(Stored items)
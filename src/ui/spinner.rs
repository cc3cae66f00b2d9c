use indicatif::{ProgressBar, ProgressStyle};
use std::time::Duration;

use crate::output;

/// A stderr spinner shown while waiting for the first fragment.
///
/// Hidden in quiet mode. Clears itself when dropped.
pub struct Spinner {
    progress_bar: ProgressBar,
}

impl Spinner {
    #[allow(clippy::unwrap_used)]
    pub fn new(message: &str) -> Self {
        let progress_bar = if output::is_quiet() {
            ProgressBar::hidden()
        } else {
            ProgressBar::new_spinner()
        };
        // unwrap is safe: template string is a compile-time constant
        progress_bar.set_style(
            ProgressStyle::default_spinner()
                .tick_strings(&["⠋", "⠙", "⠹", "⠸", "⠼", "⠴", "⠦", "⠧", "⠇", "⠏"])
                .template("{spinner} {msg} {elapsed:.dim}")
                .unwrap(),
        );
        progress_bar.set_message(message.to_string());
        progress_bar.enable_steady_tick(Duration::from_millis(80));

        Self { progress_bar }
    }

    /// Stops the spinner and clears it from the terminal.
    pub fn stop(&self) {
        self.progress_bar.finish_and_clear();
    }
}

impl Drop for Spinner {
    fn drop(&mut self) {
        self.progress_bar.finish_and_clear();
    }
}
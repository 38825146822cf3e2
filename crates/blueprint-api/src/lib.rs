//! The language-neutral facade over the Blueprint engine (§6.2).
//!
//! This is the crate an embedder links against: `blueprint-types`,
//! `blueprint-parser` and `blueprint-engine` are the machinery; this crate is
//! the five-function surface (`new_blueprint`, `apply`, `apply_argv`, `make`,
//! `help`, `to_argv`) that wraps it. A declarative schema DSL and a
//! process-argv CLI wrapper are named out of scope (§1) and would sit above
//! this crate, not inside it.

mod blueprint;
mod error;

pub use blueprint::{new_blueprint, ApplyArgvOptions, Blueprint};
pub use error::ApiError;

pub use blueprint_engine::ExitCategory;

**Work order:** Please write out all the data above, exactly as it reads.

**The answer:**
filename src/ui/spinner.rs
repository cc3cae66f00b2d9c
use indicatif::{ProgressBar, ProgressStyle};
use std::time::Duration;

use crate::output;

/// A stderr spinner shown while waiting for the first fragment.
///
/// Hidden in quiet mode. Clears itself when dropped.
pub struct Spinner {
    progress_bar: ProgressBar,
}

impl Spinner {
    #[allow(clippy::unwrap_used)]
    pub fn new(message: &str) -> Self {
        let progress_bar = if output::is_quiet() {
            ProgressBar::hidden()
        } else {
            ProgressBar::new_spinner()
        };
        // unwrap is safe: template string is a compile-time constant
        progress_bar.set_style(
            ProgressStyle::default_spinner()
                .tick_strings(&["⠋", "⠙", "⠹", "⠸", "⠼", "⠴", "⠦", "⠧", "⠇", "⠏"])
                .template("{spinner} {msg} {elapsed:.dim}")
                .unwrap(),
        );
        progress_bar.set_message(message.to_string());
        progress_bar.enable_steady_tick(Duration::from_millis(80));

        Self { progress_bar }
    }

    /// Stops the spinner and clears it from the terminal.
    pub fn stop(&self) {
        self.progress_bar.finish_and_clear();
    }
}

impl Drop for Spinner {
    fn drop(&mut self) {
        self.progress_bar.finish_and_clear();
    }
}
repository 38825146822cf3e2
filename crates/blueprint-api/src/lib.rs
//! The language-neutral facade over the Blueprint engine (§6.2).
//!
//! This is the crate an embedder links against: `blueprint-types`,
//! `blueprint-parser` and `blueprint-engine` are the machinery; this crate is
//! the five-function surface (`new_blueprint`, `apply`, `apply_argv`, `make`,
//! `help`, `to_argv`) that wraps it. A declarative schema DSL and a
//! process-argv CLI wrapper are named out of scope (§1) and would sit above
//! this crate, not inside it.

mod blueprint;
mod error;

pub use blueprint::{new_blueprint, ApplyArgvOptions, Blueprint};
pub use error::ApiError;

pub use blueprint_engine::ExitCategory;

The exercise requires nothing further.